PROBLEM TO WORK ON: Using the records below, give again exactly the lines from the line that contains "pub const URL_WINDOW_ID_PREFIX: &str" through the line that contains "impl From<&str> for", both ends included, and only those.

────

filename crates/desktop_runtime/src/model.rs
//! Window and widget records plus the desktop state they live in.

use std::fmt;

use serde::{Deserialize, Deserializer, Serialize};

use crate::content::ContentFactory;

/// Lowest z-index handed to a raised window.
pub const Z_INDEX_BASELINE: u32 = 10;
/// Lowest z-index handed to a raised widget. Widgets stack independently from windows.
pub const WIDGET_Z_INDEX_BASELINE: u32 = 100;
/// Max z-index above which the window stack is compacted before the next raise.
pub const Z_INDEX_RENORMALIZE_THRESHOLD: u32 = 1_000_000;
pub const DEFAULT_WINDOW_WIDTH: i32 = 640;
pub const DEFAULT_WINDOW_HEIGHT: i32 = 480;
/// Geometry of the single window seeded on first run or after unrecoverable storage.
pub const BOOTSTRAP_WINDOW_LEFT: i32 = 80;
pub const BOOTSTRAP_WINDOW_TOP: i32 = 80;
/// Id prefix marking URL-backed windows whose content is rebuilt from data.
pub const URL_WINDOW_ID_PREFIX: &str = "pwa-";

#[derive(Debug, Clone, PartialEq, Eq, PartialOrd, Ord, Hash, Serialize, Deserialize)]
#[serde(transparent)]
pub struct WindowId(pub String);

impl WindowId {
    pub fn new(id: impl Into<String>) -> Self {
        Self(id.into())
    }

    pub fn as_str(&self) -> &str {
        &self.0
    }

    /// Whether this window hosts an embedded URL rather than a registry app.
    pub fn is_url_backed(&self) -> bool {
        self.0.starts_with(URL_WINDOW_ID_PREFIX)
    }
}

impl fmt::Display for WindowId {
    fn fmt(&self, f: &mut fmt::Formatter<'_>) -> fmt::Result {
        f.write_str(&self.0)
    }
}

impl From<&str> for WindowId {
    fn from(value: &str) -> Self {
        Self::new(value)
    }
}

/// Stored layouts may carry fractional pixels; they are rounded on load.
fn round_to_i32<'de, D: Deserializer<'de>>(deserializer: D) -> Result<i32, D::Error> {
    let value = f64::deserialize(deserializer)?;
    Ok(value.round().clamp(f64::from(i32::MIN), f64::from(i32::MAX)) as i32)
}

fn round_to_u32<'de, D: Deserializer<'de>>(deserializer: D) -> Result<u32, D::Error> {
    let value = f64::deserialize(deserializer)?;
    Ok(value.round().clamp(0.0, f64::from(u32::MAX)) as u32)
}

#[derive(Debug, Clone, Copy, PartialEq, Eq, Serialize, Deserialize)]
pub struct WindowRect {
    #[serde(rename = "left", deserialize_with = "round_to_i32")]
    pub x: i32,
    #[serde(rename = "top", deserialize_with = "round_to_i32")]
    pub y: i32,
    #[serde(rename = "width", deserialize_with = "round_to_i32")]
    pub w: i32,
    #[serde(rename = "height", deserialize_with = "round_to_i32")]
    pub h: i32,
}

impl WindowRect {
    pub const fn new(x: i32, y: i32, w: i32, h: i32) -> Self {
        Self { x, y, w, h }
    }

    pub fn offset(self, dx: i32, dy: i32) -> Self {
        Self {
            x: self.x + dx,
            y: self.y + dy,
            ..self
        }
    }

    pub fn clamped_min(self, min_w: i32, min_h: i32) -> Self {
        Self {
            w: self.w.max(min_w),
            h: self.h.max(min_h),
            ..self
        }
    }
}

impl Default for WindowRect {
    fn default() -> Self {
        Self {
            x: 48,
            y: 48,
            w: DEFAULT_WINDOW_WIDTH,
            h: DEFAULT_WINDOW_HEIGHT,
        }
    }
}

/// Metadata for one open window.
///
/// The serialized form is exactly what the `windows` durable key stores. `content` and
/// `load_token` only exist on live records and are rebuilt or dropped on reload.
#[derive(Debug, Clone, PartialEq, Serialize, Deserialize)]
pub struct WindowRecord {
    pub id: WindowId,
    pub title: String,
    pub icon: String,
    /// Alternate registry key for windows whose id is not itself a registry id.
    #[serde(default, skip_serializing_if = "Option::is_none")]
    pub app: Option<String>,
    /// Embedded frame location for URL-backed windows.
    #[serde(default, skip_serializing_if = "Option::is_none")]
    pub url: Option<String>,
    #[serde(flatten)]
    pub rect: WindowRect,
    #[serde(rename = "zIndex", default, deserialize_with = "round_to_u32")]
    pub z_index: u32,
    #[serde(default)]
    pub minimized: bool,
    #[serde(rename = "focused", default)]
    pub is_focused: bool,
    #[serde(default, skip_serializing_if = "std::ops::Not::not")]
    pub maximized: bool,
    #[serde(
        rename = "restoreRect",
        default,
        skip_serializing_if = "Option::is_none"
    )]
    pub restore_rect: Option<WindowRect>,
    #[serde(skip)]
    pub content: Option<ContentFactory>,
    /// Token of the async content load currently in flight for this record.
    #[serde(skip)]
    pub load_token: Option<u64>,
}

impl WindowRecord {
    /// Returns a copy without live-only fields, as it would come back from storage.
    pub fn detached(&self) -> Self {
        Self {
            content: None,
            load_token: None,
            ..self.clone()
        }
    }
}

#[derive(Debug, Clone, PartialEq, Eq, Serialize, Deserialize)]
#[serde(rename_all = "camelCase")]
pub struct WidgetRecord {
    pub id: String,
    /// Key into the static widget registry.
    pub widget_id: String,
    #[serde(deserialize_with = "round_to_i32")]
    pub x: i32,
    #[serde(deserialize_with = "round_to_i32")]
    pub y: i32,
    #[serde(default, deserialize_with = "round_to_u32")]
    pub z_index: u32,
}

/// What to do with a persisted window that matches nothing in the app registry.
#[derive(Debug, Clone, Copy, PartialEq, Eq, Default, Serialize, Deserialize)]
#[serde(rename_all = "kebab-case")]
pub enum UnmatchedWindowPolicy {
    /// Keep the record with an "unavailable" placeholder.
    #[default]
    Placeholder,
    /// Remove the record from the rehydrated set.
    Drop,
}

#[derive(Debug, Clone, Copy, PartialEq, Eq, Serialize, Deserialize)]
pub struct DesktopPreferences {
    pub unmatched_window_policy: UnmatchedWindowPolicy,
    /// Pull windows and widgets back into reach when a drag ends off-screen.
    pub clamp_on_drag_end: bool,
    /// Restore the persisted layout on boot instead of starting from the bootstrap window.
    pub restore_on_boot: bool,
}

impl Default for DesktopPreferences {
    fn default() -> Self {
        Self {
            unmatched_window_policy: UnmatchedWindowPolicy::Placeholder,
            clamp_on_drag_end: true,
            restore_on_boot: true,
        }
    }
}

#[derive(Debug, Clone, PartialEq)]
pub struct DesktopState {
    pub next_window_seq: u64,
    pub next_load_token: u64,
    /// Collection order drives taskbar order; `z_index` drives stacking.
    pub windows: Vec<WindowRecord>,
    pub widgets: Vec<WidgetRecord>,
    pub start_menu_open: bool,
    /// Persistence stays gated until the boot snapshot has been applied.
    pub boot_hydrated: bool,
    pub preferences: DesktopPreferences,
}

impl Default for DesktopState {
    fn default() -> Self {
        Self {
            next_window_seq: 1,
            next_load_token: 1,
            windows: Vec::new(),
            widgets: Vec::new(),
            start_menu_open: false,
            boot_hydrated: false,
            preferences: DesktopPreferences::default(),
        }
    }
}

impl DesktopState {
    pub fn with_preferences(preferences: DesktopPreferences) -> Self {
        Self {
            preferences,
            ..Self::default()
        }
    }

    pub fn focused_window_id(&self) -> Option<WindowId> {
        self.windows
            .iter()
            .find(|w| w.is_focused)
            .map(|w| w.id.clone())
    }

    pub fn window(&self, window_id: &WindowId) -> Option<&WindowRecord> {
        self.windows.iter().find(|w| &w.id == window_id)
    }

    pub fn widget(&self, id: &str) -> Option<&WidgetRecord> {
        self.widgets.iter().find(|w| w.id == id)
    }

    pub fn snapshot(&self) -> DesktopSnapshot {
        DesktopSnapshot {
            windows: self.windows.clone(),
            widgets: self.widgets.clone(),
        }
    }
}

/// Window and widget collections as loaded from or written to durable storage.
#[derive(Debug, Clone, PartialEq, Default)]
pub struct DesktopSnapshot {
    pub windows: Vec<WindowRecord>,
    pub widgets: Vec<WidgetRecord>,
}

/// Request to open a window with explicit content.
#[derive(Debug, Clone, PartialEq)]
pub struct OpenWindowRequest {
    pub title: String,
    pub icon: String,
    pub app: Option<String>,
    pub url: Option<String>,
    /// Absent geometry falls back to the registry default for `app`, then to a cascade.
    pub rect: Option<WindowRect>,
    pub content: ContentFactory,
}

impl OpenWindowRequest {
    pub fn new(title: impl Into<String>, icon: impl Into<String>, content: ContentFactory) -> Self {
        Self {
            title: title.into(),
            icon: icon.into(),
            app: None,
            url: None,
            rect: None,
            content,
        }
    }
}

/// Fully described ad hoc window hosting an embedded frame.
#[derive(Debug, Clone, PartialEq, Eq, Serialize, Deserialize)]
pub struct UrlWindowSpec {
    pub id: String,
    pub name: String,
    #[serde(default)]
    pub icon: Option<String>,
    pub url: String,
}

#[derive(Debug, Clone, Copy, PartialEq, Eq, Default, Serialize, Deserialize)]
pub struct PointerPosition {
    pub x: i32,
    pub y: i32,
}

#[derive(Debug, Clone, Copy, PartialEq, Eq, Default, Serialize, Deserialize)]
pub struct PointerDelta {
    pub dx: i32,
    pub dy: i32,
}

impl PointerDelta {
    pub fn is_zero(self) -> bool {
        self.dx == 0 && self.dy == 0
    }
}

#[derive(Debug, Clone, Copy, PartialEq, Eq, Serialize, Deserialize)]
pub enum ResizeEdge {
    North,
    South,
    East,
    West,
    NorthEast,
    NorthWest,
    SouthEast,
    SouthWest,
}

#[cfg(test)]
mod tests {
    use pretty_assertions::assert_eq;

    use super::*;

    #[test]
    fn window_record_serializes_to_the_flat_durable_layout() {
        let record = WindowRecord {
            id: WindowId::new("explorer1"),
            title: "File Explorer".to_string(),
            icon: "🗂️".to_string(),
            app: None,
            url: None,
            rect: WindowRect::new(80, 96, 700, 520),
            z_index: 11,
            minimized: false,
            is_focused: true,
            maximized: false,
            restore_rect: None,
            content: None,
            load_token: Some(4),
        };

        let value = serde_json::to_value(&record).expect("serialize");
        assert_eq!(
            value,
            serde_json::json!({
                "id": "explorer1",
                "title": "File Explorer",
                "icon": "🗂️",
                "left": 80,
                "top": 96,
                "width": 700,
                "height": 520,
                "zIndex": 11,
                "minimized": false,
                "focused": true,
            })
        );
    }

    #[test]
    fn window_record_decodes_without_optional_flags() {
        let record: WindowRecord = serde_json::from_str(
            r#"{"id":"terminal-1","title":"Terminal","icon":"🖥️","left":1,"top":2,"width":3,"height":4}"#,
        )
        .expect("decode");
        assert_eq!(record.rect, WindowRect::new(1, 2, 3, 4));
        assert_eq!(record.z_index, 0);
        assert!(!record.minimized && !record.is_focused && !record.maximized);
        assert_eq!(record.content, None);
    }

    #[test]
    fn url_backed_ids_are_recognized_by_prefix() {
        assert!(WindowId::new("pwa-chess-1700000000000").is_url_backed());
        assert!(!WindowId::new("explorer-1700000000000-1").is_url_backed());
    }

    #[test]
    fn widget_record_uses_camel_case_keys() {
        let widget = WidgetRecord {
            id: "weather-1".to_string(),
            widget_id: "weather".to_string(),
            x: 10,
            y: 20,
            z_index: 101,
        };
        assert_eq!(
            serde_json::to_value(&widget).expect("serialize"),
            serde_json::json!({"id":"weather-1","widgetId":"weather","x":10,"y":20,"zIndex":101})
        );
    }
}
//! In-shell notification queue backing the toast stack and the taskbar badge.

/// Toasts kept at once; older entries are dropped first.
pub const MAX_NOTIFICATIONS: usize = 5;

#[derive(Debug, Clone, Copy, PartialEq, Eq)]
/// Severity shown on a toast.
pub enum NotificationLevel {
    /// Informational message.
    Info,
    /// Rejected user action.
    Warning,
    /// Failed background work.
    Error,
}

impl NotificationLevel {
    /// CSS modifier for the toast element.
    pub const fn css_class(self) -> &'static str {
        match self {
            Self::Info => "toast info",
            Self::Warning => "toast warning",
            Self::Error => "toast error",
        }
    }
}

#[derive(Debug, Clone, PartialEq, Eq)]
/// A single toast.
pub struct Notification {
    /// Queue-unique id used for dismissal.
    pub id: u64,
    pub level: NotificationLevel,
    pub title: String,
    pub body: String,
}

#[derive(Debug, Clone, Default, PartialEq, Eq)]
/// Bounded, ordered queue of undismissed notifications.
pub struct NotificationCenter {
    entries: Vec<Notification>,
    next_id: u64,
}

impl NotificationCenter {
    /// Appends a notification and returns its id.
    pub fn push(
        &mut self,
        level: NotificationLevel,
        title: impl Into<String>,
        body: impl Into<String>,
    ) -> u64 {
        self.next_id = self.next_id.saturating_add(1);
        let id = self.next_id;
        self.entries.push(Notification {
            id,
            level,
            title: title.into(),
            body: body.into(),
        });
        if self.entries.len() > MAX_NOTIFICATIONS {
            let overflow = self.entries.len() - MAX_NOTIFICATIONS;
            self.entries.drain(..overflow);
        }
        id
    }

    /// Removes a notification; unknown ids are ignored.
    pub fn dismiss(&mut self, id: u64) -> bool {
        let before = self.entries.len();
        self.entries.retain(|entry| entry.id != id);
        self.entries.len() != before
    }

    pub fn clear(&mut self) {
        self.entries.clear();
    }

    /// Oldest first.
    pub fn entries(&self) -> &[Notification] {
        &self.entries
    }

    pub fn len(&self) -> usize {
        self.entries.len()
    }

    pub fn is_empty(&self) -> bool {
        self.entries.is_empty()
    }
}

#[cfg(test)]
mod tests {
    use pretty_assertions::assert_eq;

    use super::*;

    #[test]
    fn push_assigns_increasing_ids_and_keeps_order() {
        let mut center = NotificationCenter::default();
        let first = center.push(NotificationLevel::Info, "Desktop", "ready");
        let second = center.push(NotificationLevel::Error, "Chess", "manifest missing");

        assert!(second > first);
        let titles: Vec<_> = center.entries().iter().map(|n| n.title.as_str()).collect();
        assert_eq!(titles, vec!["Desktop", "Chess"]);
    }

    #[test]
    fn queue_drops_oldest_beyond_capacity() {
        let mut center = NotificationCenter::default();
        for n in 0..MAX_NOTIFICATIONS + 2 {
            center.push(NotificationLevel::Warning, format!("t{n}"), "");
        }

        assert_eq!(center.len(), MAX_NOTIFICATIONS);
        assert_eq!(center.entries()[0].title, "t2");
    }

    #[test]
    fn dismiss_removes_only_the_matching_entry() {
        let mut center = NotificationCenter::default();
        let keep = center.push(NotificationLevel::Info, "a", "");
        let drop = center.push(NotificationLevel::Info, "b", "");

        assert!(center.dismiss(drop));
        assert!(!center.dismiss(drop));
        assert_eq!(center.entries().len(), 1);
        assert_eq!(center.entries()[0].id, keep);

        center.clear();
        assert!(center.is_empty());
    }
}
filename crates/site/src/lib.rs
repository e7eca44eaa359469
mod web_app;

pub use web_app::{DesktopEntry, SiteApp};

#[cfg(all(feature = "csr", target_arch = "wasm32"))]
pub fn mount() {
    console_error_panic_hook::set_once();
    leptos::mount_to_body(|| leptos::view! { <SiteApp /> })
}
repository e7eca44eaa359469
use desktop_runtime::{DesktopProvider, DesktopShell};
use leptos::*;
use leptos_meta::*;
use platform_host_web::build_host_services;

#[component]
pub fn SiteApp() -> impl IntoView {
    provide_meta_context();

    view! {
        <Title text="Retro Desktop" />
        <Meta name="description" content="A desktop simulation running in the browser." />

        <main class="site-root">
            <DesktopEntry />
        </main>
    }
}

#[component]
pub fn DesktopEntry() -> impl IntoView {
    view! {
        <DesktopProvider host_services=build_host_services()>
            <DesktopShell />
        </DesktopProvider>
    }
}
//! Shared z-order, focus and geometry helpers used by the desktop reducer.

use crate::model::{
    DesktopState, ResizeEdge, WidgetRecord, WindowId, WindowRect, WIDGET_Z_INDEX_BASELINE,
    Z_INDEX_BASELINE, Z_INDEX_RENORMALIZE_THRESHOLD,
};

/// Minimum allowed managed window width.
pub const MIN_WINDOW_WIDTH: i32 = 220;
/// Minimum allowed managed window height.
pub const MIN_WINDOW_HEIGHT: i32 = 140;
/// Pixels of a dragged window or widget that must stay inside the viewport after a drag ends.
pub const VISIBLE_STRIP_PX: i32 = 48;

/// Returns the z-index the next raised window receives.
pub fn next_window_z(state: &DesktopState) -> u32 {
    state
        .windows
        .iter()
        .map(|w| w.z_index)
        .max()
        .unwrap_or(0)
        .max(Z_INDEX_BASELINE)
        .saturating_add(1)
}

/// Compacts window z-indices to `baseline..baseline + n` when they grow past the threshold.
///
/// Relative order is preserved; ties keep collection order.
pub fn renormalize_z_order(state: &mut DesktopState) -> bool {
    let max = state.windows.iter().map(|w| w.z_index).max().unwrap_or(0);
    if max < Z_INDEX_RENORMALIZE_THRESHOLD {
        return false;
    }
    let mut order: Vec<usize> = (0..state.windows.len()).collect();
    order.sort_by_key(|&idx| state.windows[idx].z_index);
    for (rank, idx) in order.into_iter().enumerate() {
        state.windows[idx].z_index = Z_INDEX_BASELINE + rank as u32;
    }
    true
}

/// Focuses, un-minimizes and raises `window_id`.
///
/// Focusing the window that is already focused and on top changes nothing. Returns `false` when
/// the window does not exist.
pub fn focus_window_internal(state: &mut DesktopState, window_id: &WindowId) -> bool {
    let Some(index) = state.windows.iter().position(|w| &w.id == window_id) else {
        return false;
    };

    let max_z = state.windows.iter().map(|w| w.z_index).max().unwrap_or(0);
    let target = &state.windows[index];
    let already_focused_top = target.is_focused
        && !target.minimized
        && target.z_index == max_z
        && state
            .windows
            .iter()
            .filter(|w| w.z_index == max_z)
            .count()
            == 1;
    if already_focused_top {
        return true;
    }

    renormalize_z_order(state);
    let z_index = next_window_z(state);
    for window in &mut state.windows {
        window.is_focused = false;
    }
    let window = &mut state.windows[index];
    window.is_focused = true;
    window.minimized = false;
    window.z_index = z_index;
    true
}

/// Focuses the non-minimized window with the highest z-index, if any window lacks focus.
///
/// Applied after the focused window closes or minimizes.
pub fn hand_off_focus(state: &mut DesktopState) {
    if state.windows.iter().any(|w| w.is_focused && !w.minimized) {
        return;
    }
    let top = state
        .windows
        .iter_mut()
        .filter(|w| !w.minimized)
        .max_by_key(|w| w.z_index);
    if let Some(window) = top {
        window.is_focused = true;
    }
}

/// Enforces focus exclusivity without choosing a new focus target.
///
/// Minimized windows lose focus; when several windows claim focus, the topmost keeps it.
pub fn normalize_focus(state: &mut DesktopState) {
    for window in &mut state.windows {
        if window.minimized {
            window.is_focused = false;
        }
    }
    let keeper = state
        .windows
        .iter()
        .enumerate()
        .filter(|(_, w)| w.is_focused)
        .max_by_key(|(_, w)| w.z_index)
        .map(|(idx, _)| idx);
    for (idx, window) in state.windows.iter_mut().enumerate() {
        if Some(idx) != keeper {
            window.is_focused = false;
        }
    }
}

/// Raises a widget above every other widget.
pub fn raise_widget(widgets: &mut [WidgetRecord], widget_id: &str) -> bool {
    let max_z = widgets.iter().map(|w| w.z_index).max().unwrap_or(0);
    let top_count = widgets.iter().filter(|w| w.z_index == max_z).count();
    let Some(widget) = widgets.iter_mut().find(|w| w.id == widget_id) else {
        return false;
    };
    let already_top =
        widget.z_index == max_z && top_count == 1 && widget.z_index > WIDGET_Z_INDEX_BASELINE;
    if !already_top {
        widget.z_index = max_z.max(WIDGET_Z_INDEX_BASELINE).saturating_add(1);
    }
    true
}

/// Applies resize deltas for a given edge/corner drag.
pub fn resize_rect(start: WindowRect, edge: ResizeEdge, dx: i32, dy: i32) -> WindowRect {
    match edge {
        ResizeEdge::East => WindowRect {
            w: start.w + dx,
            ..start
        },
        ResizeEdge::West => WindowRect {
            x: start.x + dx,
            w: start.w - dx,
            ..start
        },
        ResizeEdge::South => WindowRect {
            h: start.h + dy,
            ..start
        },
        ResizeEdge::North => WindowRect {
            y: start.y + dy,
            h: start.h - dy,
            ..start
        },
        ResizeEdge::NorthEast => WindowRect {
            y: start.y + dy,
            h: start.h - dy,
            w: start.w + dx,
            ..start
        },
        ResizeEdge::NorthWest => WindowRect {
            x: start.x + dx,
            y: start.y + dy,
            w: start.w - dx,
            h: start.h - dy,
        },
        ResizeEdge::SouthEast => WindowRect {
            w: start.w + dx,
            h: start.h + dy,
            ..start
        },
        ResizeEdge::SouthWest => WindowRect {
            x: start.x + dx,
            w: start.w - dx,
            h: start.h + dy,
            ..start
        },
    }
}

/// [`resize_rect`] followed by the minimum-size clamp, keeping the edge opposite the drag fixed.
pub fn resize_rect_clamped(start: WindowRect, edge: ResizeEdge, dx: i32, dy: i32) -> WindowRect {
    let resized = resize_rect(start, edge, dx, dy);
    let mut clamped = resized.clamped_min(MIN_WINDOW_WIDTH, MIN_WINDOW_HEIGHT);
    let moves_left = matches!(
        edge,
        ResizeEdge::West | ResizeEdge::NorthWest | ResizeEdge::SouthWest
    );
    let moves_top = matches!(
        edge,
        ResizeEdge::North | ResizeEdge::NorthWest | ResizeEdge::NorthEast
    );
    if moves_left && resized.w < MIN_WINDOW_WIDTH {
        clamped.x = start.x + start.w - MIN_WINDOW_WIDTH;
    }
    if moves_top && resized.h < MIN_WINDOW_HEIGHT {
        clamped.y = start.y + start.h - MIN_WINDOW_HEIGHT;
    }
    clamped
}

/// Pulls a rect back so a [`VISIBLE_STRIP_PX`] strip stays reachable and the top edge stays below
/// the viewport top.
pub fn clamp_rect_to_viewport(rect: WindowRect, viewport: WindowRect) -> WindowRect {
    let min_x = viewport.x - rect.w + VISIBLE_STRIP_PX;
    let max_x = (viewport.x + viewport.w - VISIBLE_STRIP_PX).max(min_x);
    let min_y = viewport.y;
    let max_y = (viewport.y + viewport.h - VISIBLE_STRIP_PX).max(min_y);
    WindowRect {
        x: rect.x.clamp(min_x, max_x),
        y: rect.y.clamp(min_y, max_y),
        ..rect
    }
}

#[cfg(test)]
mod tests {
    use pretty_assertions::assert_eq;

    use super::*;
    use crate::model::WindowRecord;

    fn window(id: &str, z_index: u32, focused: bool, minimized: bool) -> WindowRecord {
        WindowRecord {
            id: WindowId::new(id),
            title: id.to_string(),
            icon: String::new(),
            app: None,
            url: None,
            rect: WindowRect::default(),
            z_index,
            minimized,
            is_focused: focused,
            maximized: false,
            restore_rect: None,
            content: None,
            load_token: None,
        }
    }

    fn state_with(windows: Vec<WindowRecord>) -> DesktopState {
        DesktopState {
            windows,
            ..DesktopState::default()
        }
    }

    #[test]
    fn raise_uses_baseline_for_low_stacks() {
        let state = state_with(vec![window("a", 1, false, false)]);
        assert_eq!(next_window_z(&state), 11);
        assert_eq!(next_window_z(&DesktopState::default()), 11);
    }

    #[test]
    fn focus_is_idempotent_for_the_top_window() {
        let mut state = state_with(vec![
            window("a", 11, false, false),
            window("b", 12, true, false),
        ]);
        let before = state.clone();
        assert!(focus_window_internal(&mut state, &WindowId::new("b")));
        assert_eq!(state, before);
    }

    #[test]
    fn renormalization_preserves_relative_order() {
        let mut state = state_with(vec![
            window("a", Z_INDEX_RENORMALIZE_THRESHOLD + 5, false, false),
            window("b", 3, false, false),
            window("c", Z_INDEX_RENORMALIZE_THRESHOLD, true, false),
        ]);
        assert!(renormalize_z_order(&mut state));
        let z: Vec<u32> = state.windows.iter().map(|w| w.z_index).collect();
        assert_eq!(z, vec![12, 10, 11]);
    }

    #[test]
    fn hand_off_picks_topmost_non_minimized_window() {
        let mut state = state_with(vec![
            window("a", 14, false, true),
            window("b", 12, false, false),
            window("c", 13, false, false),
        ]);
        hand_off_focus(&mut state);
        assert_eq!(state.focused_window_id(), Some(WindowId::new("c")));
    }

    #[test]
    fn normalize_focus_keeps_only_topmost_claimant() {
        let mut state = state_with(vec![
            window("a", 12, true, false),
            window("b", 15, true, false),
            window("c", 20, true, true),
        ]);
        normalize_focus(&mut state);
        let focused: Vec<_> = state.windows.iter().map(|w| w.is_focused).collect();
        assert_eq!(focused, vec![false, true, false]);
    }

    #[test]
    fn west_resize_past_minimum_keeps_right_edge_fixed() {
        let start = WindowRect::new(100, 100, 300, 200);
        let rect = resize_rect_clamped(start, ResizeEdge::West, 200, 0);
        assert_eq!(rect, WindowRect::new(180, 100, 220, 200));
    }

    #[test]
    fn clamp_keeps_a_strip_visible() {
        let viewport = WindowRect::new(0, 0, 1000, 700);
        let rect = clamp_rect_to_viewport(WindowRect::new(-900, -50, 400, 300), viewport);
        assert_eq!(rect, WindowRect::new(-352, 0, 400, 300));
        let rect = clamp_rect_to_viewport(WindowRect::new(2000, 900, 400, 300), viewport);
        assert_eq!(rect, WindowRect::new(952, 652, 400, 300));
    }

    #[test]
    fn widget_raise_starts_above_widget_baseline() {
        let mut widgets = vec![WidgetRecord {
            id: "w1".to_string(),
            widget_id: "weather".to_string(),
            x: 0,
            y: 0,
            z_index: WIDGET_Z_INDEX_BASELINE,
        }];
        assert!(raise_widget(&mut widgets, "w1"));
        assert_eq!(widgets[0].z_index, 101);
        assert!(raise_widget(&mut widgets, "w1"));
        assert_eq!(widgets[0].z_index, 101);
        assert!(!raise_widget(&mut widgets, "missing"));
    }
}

────

SOLUTION TO THIS EXERCISE:
pub const URL_WINDOW_ID_PREFIX: &str = "pwa-";

#[derive(Debug, Clone, PartialEq, Eq, PartialOrd, Ord, Hash, Serialize, Deserialize)]
#[serde(transparent)]
pub struct WindowId(pub String);

impl WindowId {
    pub fn new(id: impl Into<String>) -> Self {
        Self(id.into())
    }

    pub fn as_str(&self) -> &str {
        &self.0
    }

    /// Whether this window hosts an embedded URL rather than a registry app.
    pub fn is_url_backed(&self) -> bool {
        self.0.starts_with(URL_WINDOW_ID_PREFIX)
    }
}

impl fmt::Display for WindowId {
    fn fmt(&self, f: &mut fmt::Formatter<'_>) -> fmt::Result {
        f.write_str(&self.0)
    }
}

impl From<&str> for WindowId {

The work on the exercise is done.